Le parcours du terroriste de Strasbourg est emblématique du parcours des individus radicalisés, écrit fedpol dans son rapport annuel publié jeudi. Les facteurs déclencheurs de la radicalisation sont difficiles à déterminer, même si la Suisse a mis en place un paquet d'instruments à disposition des autorités cantonales et fédérales.

Chaque cas est unique, mais pour trouver des réponses, la police fédérale a notamment analysé le profil des personnes parties de la Suisse pour faire le djihad. Selon les chiffres du Service du renseignement de la Confédération, elles sont un peu moins d'une centaine.
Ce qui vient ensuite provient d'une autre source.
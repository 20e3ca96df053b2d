//! Core types for position acquisition.

use crate::geo::Coordinate;
use serde::{Deserialize, Serialize};
use std::fmt;
use thiserror::Error;

/// Latitude span of a freshly acquired region.
pub const DEFAULT_LATITUDE_DELTA: f64 = 0.0922;
/// Longitude span of a freshly acquired region.
pub const DEFAULT_LONGITUDE_DELTA: f64 = 0.0421;

/// Viewport used when no position is known (San Francisco).
pub const DEFAULT_REGION: Region = Region {
    latitude: 37.7749,
    longitude: -122.4194,
    latitude_delta: DEFAULT_LATITUDE_DELTA,
    longitude_delta: DEFAULT_LONGITUDE_DELTA,
};

/// A map viewport: center plus latitude/longitude span.
#[derive(Debug, Clone, Copy, PartialEq, Serialize, Deserialize)]
pub struct Region {
    pub latitude: f64,
    pub longitude: f64,
    pub latitude_delta: f64,
    pub longitude_delta: f64,
}

impl Region {
    /// A region centered on `at` with the default span.
    pub fn around(at: Coordinate) -> Self {
        Self {
            latitude: at.latitude,
            longitude: at.longitude,
            latitude_delta: DEFAULT_LATITUDE_DELTA,
            longitude_delta: DEFAULT_LONGITUDE_DELTA,
        }
    }

    pub fn center(&self) -> Coordinate {
        Coordinate::new(self.latitude, self.longitude)
    }
}

impl Default for Region {
    fn default() -> Self {
        DEFAULT_REGION
    }
}

/// How much the current region can be trusted.
#[derive(Debug, Clone, Copy, PartialEq, Eq, Serialize, Deserialize)]
#[serde(rename_all = "lowercase")]
pub enum LocationAccuracy {
    /// Restored from the region cache.
    Cached,
    Approximate,
    Precise,
    /// No fix; the region is a fallback.
    Error,
}

impl fmt::Display for LocationAccuracy {
    fn fmt(&self, f: &mut fmt::Formatter<'_>) -> fmt::Result {
        match self {
            Self::Cached => write!(f, "cached"),
            Self::Approximate => write!(f, "approximate"),
            Self::Precise => write!(f, "precise"),
            Self::Error => write!(f, "error"),
        }
    }
}

/// Accuracy requested from a position provider.
#[derive(Debug, Clone, Copy, PartialEq, Eq)]
pub enum FixStage {
    Approximate,
    Precise,
}

impl From<FixStage> for LocationAccuracy {
    fn from(stage: FixStage) -> Self {
        match stage {
            FixStage::Approximate => Self::Approximate,
            FixStage::Precise => Self::Precise,
        }
    }
}

#[derive(Debug, Clone, Copy, PartialEq, Eq)]
pub enum Permission {
    Granted,
    Denied,
}

/// Position acquisition errors.
#[derive(Debug, Error)]
pub enum LocationError {
    #[error("Permission to access location was denied")]
    PermissionDenied,
    #[error("Network error: {0}")]
    Network(String),
    #[error("Invalid API response: {0}")]
    InvalidResponse(String),
    #[error("Position unavailable: {0}")]
    Unavailable(String),
}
L'âge moyen des djihadistes qui se sont rendus dans une zone de conflit entre 2012 et 2018 est de 32 ans. Près de la moitié sont Suisses et la moitié de ceux-ci ont une double nationalité. Au moins un tiers des cas analysés montre un passé criminel (atteintes à la propriété, histoires de moeurs, stupéfiants, ou crimes violents).

Moins d'expulsions

Avec l'augmentation de la menace djihadiste, la police fédérale a ordonné cinq expulsions l'année dernière, rappelle fedpol. En 2017, 13 expulsions avaient été ordonnées. Sur les cinq expulsions sollicitées l'année dernière, deux n'ont pas pu être mises en oeuvre. Il s'agit de personnes menacées de torture ou de mort dans leur pays à leur retour, explique la police fédérale. Au total, cinq Irakiens ayant fait l'objet d'une demande d'expulsion depuis 2016 se trouvent dans cette situation en Suisse. Fedpol a en outre prononcé 106 interdictions d'entrées. Parmi ces cas, 78 étaient motivés par des activités liées au terrorisme contre 140 en 2017.

Faux billets

Le rapport présente aussi les activités de fedpol en matière de criminalité économique, de crime organisé, de lutte contre le hooliganisme ou de faux monnayage. On y apprend que le montant annuel des faux billets découverts en Suisse, toutes devises confondues, s'est élevé entre 4 et 5 millions de francs entre 2006 et 2018. Un chiffre stable, selon fedpol.

Les contrefaçons en francs ont atteint un demi-million de francs. Un résultat peu important selon fedpol en regard des 72 milliards de francs en circulation. La monnaie helvétique est particulièrement difficile à falsifier, relève le rapport.